The Daily Mail describes it as "monstrous" and "offensive".
But Ms Shoesmith was not wicked, argues Jenni Russell writing in the Times, and she says there is no satisfactory evidence she was incompetent.
Worse, she says, Ms Shoesmith's vilification has put people off working in child protection, endangering vulnerable children.
Government plans to cap the fees pension funds can charge would be a "full frontal assault" on the industry, aimed at preventing workers from being "fleeced" out of hundreds of thousands of pounds, according to the lead in the Daily Telegraph.
The Daily Express says when people are automatically enrolled into pension schemes the government has a responsibility to ensure they are not ripped off.

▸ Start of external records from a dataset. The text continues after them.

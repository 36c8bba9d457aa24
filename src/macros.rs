//! Logging macros for ergonomic message formatting.
//!
//! These macros provide a `println!`-style interface over an engine
//! handle.
//!
//! # Examples
//!
//! ```
//! use batchlog::prelude::*;
//! use batchlog::info;
//!
//! let engine = LoggerEngine::new();
//!
//! // Basic logging
//! info!(engine, "Server started");
//!
//! // With format arguments
//! let port = 8080;
//! info!(engine, "Server listening on port {}", port);
//! ```

/// Log a message at an explicit level with automatic formatting.
///
/// # Examples
///
/// ```
/// # use batchlog::prelude::*;
/// # let engine = LoggerEngine::new();
/// use batchlog::log;
/// log!(engine, LogLevel::Info, "Simple message");
/// log!(engine, LogLevel::Error, "Error code: {}", 500);
/// ```
#[macro_export]
macro_rules! log {
    ($engine:expr, $level:expr, $($arg:tt)+) => {
        $engine.log($level, format!($($arg)+))
    };
}

/// Log a trace-level message.
#[macro_export]
macro_rules! trace {
    ($engine:expr, $($arg:tt)+) => {
        $crate::log!($engine, $crate::LogLevel::Trace, $($arg)+)
    };
}

/// Log a debug-level message.
#[macro_export]
macro_rules! debug {
    ($engine:expr, $($arg:tt)+) => {
        $crate::log!($engine, $crate::LogLevel::Debug, $($arg)+)
    };
}

/// Log an info-level message.
#[macro_export]
macro_rules! info {
    ($engine:expr, $($arg:tt)+) => {
        $crate::log!($engine, $crate::LogLevel::Info, $($arg)+)
    };
}

/// Log a warning-level message.
#[macro_export]
macro_rules! warning {
    ($engine:expr, $($arg:tt)+) => {
        $crate::log!($engine, $crate::LogLevel::Warning, $($arg)+)
    };
}

/// Log an error-level message.
#[macro_export]
macro_rules! error {
    ($engine:expr, $($arg:tt)+) => {
        $crate::log!($engine, $crate::LogLevel::Error, $($arg)+)
    };
}

/// Log a critical-level message.
#[macro_export]
macro_rules! critical {
    ($engine:expr, $($arg:tt)+) => {
        $crate::log!($engine, $crate::LogLevel::Critical, $($arg)+)
    };
}

#[cfg(test)]
mod tests {
    use crate::core::{LogLevel, LoggerEngine};

    #[test]
    fn test_log_macro() {
        let engine = LoggerEngine::new();
        log!(engine, LogLevel::Info, "Test message");
        log!(engine, LogLevel::Info, "Formatted: {}", 42);
        assert_eq!(engine.metrics().enqueued_count(), 2);
    }

    #[test]
    fn test_level_macros() {
        let engine = LoggerEngine::new();
        engine.set_min_level(LogLevel::Trace);
        trace!(engine, "Trace message");
        debug!(engine, "Count: {}", 5);
        info!(engine, "Items: {}", 100);
        warning!(engine, "Retry {} of {}", 1, 3);
        error!(engine, "Code: {}", 500);
        critical!(engine, "Failure: {}", "disk full");
        assert_eq!(engine.metrics().enqueued_count(), 6);
    }

    #[test]
    fn test_macros_respect_min_level() {
        let engine = LoggerEngine::new();
        trace!(engine, "filtered out");
        debug!(engine, "filtered out");
        assert_eq!(engine.metrics().enqueued_count(), 0);
    }
}
//! Sink implementations
//!
//! A sink is a delivery target for formatted log records. Sinks are only
//! ever driven by the single dispatch worker under the dispatch lock, so
//! they carry no internal synchronization.

pub mod console;
pub mod file;

pub use console::ConsoleSink;
pub use file::FileSink;

use crate::core::error::Result;
use crate::core::record::LogRecord;

/// Capability contract the dispatcher writes against.
///
/// `write` is best-effort: implementations report failures through the
/// returned `Result` and the dispatcher logs them to stderr and moves on.
pub trait Sink: Send {
    fn write(&mut self, record: &LogRecord) -> Result<()>;
    fn flush(&mut self) -> Result<()>;
    fn name(&self) -> &str;
}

The Independent uses a dramatic photograph across its centre pages of a surfer dwarfed by the enormous waves off Praia do Norte in Portugal created by the St Jude's storm.
The Guardian uses a diagram of the wave next to a London bus to show the height of the wall of water ridden by the British surfer Andrew Cotton and the Brazilian Carlos Burle.
It is thought that one or both of them could have broken the record for the tallest wave ever surfed, which stood at 78ft (24m).
Jam and Jerusalem
A photograph of hundreds of women queuing to join a new branch of the Women's Institute in Bromley Heath, Bristol, is in several papers.
"Jam packed" is how the Daily Mail describes the event, which attracted more than 350 people after it was advertised on the social networking site Facebook.
The Times reports a "fresh zest" for the WI which, it says, is best known for "jam and Jerusalem".
The paper says more than 100 people had to be turned away as they could not fit in the church hall.
The Daily Mirror puts the new-found popularity of the organisation down to the television show the Great British Bake Off, which it says has helped the WI shed its "crusty" image.